→ **Task item**:
For the entries that follow, count the lines containing the string "ListRepository" and write only the number.

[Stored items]
⁂

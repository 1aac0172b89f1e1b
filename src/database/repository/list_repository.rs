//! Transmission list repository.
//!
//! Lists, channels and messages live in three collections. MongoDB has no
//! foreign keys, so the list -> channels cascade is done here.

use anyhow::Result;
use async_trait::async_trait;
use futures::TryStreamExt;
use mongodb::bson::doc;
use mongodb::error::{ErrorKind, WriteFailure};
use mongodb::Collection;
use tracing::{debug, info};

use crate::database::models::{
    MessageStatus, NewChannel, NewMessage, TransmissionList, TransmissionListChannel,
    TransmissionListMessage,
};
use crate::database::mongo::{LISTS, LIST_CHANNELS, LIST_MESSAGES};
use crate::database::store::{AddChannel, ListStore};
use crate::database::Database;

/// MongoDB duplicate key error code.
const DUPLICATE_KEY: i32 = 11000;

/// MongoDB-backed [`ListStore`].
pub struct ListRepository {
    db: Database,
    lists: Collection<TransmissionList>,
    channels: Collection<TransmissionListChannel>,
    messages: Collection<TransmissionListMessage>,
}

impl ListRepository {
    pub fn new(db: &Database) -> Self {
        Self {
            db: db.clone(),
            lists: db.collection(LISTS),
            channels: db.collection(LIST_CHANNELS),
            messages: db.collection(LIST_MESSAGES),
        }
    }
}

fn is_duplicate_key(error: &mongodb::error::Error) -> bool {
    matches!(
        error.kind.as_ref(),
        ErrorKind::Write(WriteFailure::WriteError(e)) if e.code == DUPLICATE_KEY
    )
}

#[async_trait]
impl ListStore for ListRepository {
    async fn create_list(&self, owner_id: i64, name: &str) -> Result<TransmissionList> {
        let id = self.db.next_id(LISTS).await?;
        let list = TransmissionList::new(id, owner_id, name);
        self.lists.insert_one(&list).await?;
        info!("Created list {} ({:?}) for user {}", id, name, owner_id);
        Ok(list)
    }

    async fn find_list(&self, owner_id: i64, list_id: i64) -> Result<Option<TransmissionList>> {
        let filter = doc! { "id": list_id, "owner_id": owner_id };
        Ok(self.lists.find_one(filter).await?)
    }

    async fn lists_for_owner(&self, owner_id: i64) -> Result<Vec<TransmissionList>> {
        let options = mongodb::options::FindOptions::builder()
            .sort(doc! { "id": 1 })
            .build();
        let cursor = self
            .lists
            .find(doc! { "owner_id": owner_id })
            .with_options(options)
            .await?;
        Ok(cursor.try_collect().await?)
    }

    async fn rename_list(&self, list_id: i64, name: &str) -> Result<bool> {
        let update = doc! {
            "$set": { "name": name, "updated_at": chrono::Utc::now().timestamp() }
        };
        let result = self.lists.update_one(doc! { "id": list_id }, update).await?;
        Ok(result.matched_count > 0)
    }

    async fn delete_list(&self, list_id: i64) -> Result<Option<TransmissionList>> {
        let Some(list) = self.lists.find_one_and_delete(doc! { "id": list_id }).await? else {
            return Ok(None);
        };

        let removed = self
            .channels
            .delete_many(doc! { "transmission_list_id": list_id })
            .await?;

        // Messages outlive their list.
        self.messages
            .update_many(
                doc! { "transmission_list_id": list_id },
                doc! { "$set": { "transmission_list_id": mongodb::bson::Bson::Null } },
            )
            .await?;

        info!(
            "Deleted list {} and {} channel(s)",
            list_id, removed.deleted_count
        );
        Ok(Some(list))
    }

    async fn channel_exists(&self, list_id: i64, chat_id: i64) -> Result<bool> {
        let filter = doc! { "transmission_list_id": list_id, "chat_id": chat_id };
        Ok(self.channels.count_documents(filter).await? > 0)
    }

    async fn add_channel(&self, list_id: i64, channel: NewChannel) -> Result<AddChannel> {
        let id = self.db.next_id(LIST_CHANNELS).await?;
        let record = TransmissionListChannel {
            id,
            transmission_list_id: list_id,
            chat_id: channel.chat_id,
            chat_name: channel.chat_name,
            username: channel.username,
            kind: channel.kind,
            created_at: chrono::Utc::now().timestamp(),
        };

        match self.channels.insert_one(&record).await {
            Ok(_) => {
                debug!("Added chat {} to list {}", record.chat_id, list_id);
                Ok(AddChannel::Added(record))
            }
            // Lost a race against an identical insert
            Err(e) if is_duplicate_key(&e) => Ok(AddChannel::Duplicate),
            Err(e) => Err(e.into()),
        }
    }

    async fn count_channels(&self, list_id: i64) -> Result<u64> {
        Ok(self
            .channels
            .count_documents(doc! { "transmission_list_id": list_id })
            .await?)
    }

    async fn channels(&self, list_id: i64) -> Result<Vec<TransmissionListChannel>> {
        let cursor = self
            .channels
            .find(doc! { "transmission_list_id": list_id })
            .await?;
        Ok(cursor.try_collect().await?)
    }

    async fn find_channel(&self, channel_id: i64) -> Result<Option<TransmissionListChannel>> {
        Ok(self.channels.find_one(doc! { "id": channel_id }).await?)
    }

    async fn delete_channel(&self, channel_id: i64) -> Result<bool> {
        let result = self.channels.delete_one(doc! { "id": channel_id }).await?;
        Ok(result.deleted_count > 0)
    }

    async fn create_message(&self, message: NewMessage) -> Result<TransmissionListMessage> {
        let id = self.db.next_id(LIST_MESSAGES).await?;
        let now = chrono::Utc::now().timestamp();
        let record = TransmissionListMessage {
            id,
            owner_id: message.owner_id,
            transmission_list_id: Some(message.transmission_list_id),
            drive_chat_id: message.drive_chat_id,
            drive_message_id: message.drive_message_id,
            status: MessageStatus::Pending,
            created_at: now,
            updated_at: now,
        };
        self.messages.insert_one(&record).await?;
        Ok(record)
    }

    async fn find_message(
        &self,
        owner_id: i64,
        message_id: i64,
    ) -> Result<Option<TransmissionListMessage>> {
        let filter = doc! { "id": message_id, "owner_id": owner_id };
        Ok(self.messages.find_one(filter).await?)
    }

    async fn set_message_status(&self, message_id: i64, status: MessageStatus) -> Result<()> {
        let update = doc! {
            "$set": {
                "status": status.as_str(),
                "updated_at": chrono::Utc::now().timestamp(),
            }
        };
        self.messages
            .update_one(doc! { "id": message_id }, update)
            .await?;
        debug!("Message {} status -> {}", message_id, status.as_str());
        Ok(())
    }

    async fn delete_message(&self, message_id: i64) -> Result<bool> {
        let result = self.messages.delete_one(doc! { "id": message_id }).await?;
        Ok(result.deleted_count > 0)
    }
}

⁂

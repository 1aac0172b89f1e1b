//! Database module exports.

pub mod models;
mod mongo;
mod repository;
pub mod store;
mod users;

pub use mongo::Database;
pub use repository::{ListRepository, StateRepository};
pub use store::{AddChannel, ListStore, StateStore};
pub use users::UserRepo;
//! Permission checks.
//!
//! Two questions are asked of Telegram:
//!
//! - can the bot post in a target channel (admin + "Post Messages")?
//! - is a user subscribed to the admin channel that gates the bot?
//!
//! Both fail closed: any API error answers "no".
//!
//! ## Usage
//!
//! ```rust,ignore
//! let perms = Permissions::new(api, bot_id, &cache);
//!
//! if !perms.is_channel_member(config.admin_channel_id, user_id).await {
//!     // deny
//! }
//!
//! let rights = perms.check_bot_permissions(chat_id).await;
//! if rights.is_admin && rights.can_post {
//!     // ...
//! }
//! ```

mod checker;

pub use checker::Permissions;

⁂

→ **Solution to this exercise**:
4